I trundled up to my shared room with my cookie and music and bag where I met my roommates (all Mormon, one adopted from China). I was thoroughly informed on the grand Mormon Choir tradition as I got ready for bed. I felt really proud of myself for working through whatever anxiety I had about meeting and sleeping with strangers. As I got ready to brush my teeth I remembered the cookie. I retrieved the cookie from my tidy pile of belongings and sank down across from the sink in the closet of the hotel room. The satisfaction of being alone and doing well in my sampled adulthood, rested with me while I dug in to that cookie. It was chewy and substantial, inexplicably crunchy and soft. Downright complex for being a hotel giveaway. I felt amazing crouched in that closet with that cookie staring at my fifteen year old self in the mirror above the sinks. I knew I was going to have a weird musical week, but I also knew I was an awesome adult now and I would be fine. And I was.

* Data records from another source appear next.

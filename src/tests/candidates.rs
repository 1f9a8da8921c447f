use crate::candidates::{
    Candidate, CandidateList, CandidateMode, CandidateModeController, CandidateModeError,
    FoldState, SurfaceCommand,
};

fn list(words: &[&str]) -> CandidateList {
    CandidateList {
        candidates: words
            .iter()
            .map(|w| Candidate {
                text: w.to_string(),
                description: None,
            })
            .collect(),
        focused: if words.is_empty() { None } else { Some(0) },
    }
}

#[test]
fn keyboard_is_the_default_surface() {
    let controller = CandidateModeController::new();
    assert_eq!(controller.active(), CandidateMode::Keyboard);
    assert_eq!(controller.fold(), FoldState::Collapsed);
}

#[test]
fn scenario_floating_eligibility() {
    let mut controller = CandidateModeController::new();
    controller.set_floating_allowed(true);
    let commands = controller.set_narrow(true);

    // narrow ∧ floating-allowed ∧ ¬extracted → floating.
    assert_eq!(controller.active(), CandidateMode::Floating);
    assert_eq!(
        commands,
        vec![
            SurfaceCommand::Clear {
                mode: CandidateMode::Keyboard
            },
            SurfaceCommand::Hide {
                mode: CandidateMode::Keyboard
            },
            SurfaceCommand::Show {
                mode: CandidateMode::Floating,
                list: CandidateList::empty(),
            },
        ]
    );

    // Flipping extracted forces keyboard and clears floating first.
    let commands = controller.set_extracted(true);
    assert_eq!(controller.active(), CandidateMode::Keyboard);
    assert_eq!(
        commands[0],
        SurfaceCommand::Clear {
            mode: CandidateMode::Floating
        }
    );
    assert_eq!(
        commands[1],
        SurfaceCommand::Hide {
            mode: CandidateMode::Floating
        }
    );
}

#[test]
fn number_picker_wins_only_outside_floating() {
    let mut controller = CandidateModeController::new();
    controller.open_number_picker();
    assert_eq!(controller.active(), CandidateMode::Number);

    // Floating outranks the picker.
    controller.set_floating_allowed(true);
    controller.set_narrow(true);
    assert_eq!(controller.active(), CandidateMode::Floating);

    // Leaving narrow mode falls back to the still-open picker.
    controller.set_narrow(false);
    assert_eq!(controller.active(), CandidateMode::Number);

    controller.close_number_picker();
    assert_eq!(controller.active(), CandidateMode::Keyboard);
}

#[test]
fn unchanged_target_emits_no_commands() {
    let mut controller = CandidateModeController::new();
    assert!(controller.set_narrow(false).is_empty());
    assert!(controller.set_floating_allowed(true).is_empty());
    assert!(controller.set_extracted(true).is_empty());
}

#[test]
fn hand_off_replays_last_result() {
    let mut controller = CandidateModeController::new();
    controller.update_candidates(list(&["今日", "京"]));

    controller.set_floating_allowed(true);
    let commands = controller.set_narrow(true);
    assert_eq!(
        commands[2],
        SurfaceCommand::Show {
            mode: CandidateMode::Floating,
            list: list(&["今日", "京"]),
        }
    );
}

#[test]
fn fold_expands_on_first_candidates_and_collapses_on_empty() {
    let mut controller = CandidateModeController::new();

    let commands = controller.update_candidates(list(&["今日"]));
    assert_eq!(controller.fold(), FoldState::Expanded);
    assert!(commands.contains(&SurfaceCommand::SetFold {
        state: FoldState::Expanded
    }));

    // Non-empty to non-empty: no fold edge, no restart.
    let commands = controller.update_candidates(list(&["京", "強"]));
    assert!(!commands.iter().any(|c| matches!(c, SurfaceCommand::SetFold { .. })));

    let commands = controller.update_candidates(list(&[]));
    assert_eq!(controller.fold(), FoldState::Collapsed);
    assert!(commands.contains(&SurfaceCommand::SetFold {
        state: FoldState::Collapsed
    }));

    // Empty to empty: still collapsed, no command.
    let commands = controller.update_candidates(list(&[]));
    assert!(!commands.iter().any(|c| matches!(c, SurfaceCommand::SetFold { .. })));
}

#[test]
fn explicit_fold_request_is_guarded() {
    let mut controller = CandidateModeController::new();

    // Already collapsed: no-op.
    assert_eq!(controller.set_fold(FoldState::Collapsed), Ok(None));

    assert_eq!(
        controller.set_fold(FoldState::Expanded),
        Ok(Some(SurfaceCommand::SetFold {
            state: FoldState::Expanded
        }))
    );
    assert_eq!(controller.fold(), FoldState::Expanded);
}

#[test]
fn fold_request_in_floating_mode_is_an_error() {
    let mut controller = CandidateModeController::new();
    controller.set_floating_allowed(true);
    controller.set_narrow(true);
    assert_eq!(controller.active(), CandidateMode::Floating);

    assert_eq!(
        controller.set_fold(FoldState::Expanded),
        Err(CandidateModeError::FoldInFloatingMode)
    );
}

#[test]
fn floating_mode_has_no_automatic_fold_edges() {
    let mut controller = CandidateModeController::new();
    controller.set_floating_allowed(true);
    controller.set_narrow(true);

    let commands = controller.update_candidates(list(&["今日"]));
    assert!(!commands.iter().any(|c| matches!(c, SurfaceCommand::SetFold { .. })));
    assert_eq!(controller.fold(), FoldState::Collapsed);
}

Fast forward fifteen years. I am again headed to Eastern Washington to stay at a DoubleTree. This time I drive. This time I have to get MYSELF out of bed early to make the trip. This time I pack my own snacks. I am still listening to things on tape but instead of library books on cassette it is NPR programs and instead of a Walkman it is my iPhone. When I checked in for the work conference I was attending, I felt nervous. I’d never participated in a professional event with these colleagues before. What would it be like? Who would I eat with? Did I pack the right outfits? More importantly DID THEY DRINK COCKTAILS?
The first night I’d not connected with anyone I knew and was headed out for dinner on my own. As I was walking to the restaurant two colleagues whom I deeply respect saw me and invited me to join them. With a moderate level of hesitation (I mean I was going to eat somewhere GOOD, where were they headed!?) I said yes.
Thankfully, the restaurant was excellent, I ordered smoked trout on toast (WHAAATTT yum). And they OF COURSE drank cocktails. And we talked about work; they offered career advice, providing camaraderie for the challenges we all face as women in our profession. We spoke candidly and honestly and I felt so very lucky to be held under the wing of these women, and to be advised by them as I trotted ideas and perceptions forward. I felt suddenly professional and very adult and very lucky.
That night, snuggled back in my hotel room I remembered theDoubleTree cookie I’d been handed when I checked in. After confirming that I had enough calories left in my daily quota to eat it (yes you read that correctly,GAH being an adult is not all it’s cracked up to be) I sat in my pajamas and watched bad MTV reality programs while eating the cookie. The satisfaction of being alone and doing well in my current adulthood, rested with me while I dug in to that cookie. It was chewy and substantial, inexplicably crunchy and soft. I knew I was going to have a great week, but I also knew I was indeed an awesome adult and I would of course, be fine.